Vous l'aurez compris, ici, pas de morts-vivants sortant de leur tombe le visage décrépit et les vêtements en lambeaux. Nous retournons plutôt aux origines du mythe du zombie. Ou plutôt sommes-nous dirigés vers certains de ses aspects. Ici, pas de marabout ensorcelant sa victime mais un caillou aux propriétés étranges prenant le contrôle de l'un des alphans. Bien que l'analogie avec le mythe du zombie soit évidente, on peut également évoquer celui du vampire puisque c'est à une importante source d'énergie dont l'homme est détenteur d'un point de vue physiologique (l'eau constituant environs 60% de sa masse) et au niveau des réserves accumulées sur la base Alpha, qu'il semble vouloir s'attaquer. La résolution de l'épisode sera, comme d'habitude, le résultat d'une étude scientifique approfondie. Et puisque les alphans ne sont pas des guerriers mais plutôt des explorateurs, ils ne chercheront pas à détruire le rocher (dont le géologues découvrira les origines organiques) mais enverront à la surface de la planète au moment de la quitter à bord de l'aigle, des cristaux nucléiques actifs afin de permettre à la pluie de tomber à sa surface et ainsi nourrir le rocher dont les besoins en eau sont pressants... L'une des spécificités de cet épisode demeure dans l'absence totale de scènes se déroulant sur la base Alpha puisque l'intégralité de l'épisode fut tourné à bord de la navette et sur la surface de la planète visitée. Un épisode kitsch mais d'une assez bonne tenue si on le compare à la pauvreté de la seconde saison à laquelle il est rattaché...

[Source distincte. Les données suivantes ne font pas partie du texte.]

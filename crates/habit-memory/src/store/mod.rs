//! SQLite-backed habit store.
//!
//! Split into focused submodules:
//! - `entries`: habit entry recording, counts, and derived stats
//! - `users`: per-user language preference
//! - `sent`: rolling log of messages the bot pushed to the owner chat
//!
//! The store holds a single connection behind a mutex. Every operation
//! pings it first and reconnects once if the ping fails.

mod entries;
mod sent;
mod users;

pub use entries::{HabitEntry, UserStats};
pub use sent::{SentMessage, SENT_LOG_LIMIT};

use chrono::{NaiveDate, Utc};
use chrono_tz::Tz;
use habit_core::{config::MemoryConfig, error::HabitError};
use sqlx::sqlite::{SqliteConnectOptions, SqliteConnection};
use sqlx::{ConnectOptions, Connection};
use std::path::Path;
use std::str::FromStr;
use std::sync::Arc;
use tokio::sync::{MappedMutexGuard, Mutex, MutexGuard};
use tracing::{info, warn};

/// Persistent habit store backed by SQLite.
#[derive(Clone)]
pub struct Store {
    options: SqliteConnectOptions,
    conn: Arc<Mutex<Option<SqliteConnection>>>,
    /// Timezone that defines "today" for entry dates.
    tz: Tz,
    /// Makes the next liveness ping fail.
    #[cfg(test)]
    fail_ping: Arc<std::sync::atomic::AtomicBool>,
}

impl Store {
    /// Open the database, creating the file and schema on first use.
    pub async fn new(config: &MemoryConfig, tz: Tz) -> Result<Self, HabitError> {
        let db_path = config.db_file();

        // Ensure parent directory exists.
        if let Some(parent) = Path::new(&db_path)
            .parent()
            .filter(|p| !p.as_os_str().is_empty())
        {
            std::fs::create_dir_all(parent)
                .map_err(|e| HabitError::Storage(format!("failed to create data dir: {e}")))?;
        }

        let options = SqliteConnectOptions::from_str(&format!("sqlite:{db_path}"))
            .map_err(|e| HabitError::Storage(format!("invalid db path: {e}")))?
            .create_if_missing(true);

        let store = Self::open(options, tz).await?;
        info!("Habit store initialized at {db_path}");
        Ok(store)
    }

    async fn open(options: SqliteConnectOptions, tz: Tz) -> Result<Self, HabitError> {
        let mut conn = options
            .connect()
            .await
            .map_err(|e| HabitError::Storage(format!("failed to connect to sqlite: {e}")))?;

        Self::run_migrations(&mut conn).await?;

        Ok(Self {
            options,
            conn: Arc::new(Mutex::new(Some(conn))),
            tz,
            #[cfg(test)]
            fail_ping: Arc::default(),
        })
    }

    /// Lock the connection, verifying it is alive.
    ///
    /// A missing connection is opened; a connection that fails its ping is
    /// replaced exactly once. A failed reconnect is a storage error.
    async fn conn(&self) -> Result<MappedMutexGuard<'_, SqliteConnection>, HabitError> {
        let mut guard = self.conn.lock().await;

        let alive = match guard.as_mut() {
            Some(conn) => match self.ping(conn).await {
                Ok(()) => true,
                Err(e) => {
                    warn!("database ping failed, reconnecting: {e}");
                    false
                }
            },
            None => false,
        };

        if !alive {
            // Drop the dead handle without a graceful close; it may hang.
            guard.take();
            let fresh = self
                .options
                .connect()
                .await
                .map_err(|e| HabitError::Storage(format!("database reconnect failed: {e}")))?;
            *guard = Some(fresh);
            info!("database connection established");
        }

        MutexGuard::try_map(guard, |c| c.as_mut())
            .map_err(|_| HabitError::Storage("database connection unavailable".into()))
    }

    async fn ping(&self, conn: &mut SqliteConnection) -> Result<(), sqlx::Error> {
        #[cfg(test)]
        if self
            .fail_ping
            .swap(false, std::sync::atomic::Ordering::SeqCst)
        {
            return Err(sqlx::Error::WorkerCrashed);
        }
        conn.ping().await
    }

    /// Close the connection. The next operation reopens it.
    pub async fn close(&self) {
        if let Some(conn) = self.conn.lock().await.take() {
            if let Err(e) = conn.close().await {
                warn!("error closing database: {e}");
            }
        }
    }

    /// Today's date in the store's timezone.
    pub fn today(&self) -> NaiveDate {
        Utc::now().with_timezone(&self.tz).date_naive()
    }

    /// Run SQL migrations, tracking which have already been applied.
    async fn run_migrations(conn: &mut SqliteConnection) -> Result<(), HabitError> {
        sqlx::raw_sql(
            "CREATE TABLE IF NOT EXISTS _migrations (
                name TEXT PRIMARY KEY,
                applied_at TEXT NOT NULL DEFAULT (datetime('now'))
            );",
        )
        .execute(&mut *conn)
        .await
        .map_err(|e| HabitError::Storage(format!("failed to create migrations table: {e}")))?;

        let migrations: &[(&str, &str)] = &[
            ("001_init", include_str!("../../migrations/001_init.sql")),
            ("002_sent_messages", include_str!("../../migrations/002_sent_messages.sql")),
        ];

        for (name, sql) in migrations {
            let applied: Option<(String,)> =
                sqlx::query_as("SELECT name FROM _migrations WHERE name = ?")
                    .bind(name)
                    .fetch_optional(&mut *conn)
                    .await
                    .map_err(|e| {
                        HabitError::Storage(format!("failed to check migration {name}: {e}"))
                    })?;

            if applied.is_some() {
                continue;
            }

            sqlx::raw_sql(sql)
                .execute(&mut *conn)
                .await
                .map_err(|e| HabitError::Storage(format!("migration {name} failed: {e}")))?;

            sqlx::query("INSERT INTO _migrations (name) VALUES (?)")
                .bind(name)
                .execute(&mut *conn)
                .await
                .map_err(|e| {
                    HabitError::Storage(format!("failed to record migration {name}: {e}"))
                })?;
        }
        Ok(())
    }
}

Un grand merci au ZOMBLARD pour la source d'inspiration...

jeudi 20 juillet 2017

Hommage à Martin Landau: Cosmic Princess de Charles Crichton et Peter Medak (1982)



Pour la plupart d'entre nous, en France, Martin Landau, c'est d'abord et avant tout le Commandant John Koenig de la série télévisée de science-fiction, Cosmos 1999. Pour d'autres, il faudra remonter jusque dans les années soixante avec la célèbre série Mission Impossible à laquelle l'acteur américain participa entre 1966 et 1968. Plus loin encore, on pu le remarquer dans un épisode de La Quatrième Dimension, puis deux de sa principale rivale, Au-Delà du Réel. Les Mystères de l'Ouest, Au Nom de la Loi, Des Agents très Spéciaux et même Columbo bénéficièrent du passage très remarqué de Martin Landau. A partir de l'année 1975 et jusqu'en 1982, date de diffusion du quatrième téléfilm inspiré par Cosmos 1999, lesquels demeurent à chaque fois l'adaptation de deux épisodes de la série, Cosmic Princess est donc la dernière apparition du commandant Koenig, ainsi que du Docteur Helena Russell (l'actrice et ancienne compagne de Martin Landau, Barbara Bain), Alan Carter (Nick Tate) et Sandra Benes (Ziena Merton), les personnages les plus récurrents de la série puisqu'ils sont présents dans les deux saisons.
Cosmic Princess tourne en partie autour du personnage de Maya, laquelle fera partie intégrante du casting de la deuxième saison. C'est ainsi qu'on la découvre vivant sur une planète ayant connu un cataclysme terrible ayant décimé sa population. Aux côtés de son père, elle tente de maintenir une certaine cohésion climatique mais sans rien savoir des intentions de Mentor (le père en question), lequel utilise le cerveau des humanoïdes qui ont le malheur de s'approcher de la planète Psychon afin d'alimenter un ordinateur capable de la maintenir telle qu'elle est et afin d'empêcher des catastrophes naturelles de la détruire définitivement. Mentor contrôle dans les sous-sols de Psychon des prisonniers auxquels il a volé l'âme et dont il détient un contrôle total. Des dizaines de représentants d'espèces humanoïdes asservies et extrayant de précieux minerais. Lorsque plusieurs hommes de la base Alpha tombent dans le piège de Mentor, le Commandant Koenig prend la décision de leur venir en aide. Malheureusement, lui aussi tombe dans le piège. Ce n'est que grâce à l'intervention de Maya qui finit par se rendre compte que son propre père se sert de l'âme de ses prisonniers et découvre qu'il travaillent à la chaîne sous terre que la jeune polymorphe accepte d'aider Koenig et ses compagnons...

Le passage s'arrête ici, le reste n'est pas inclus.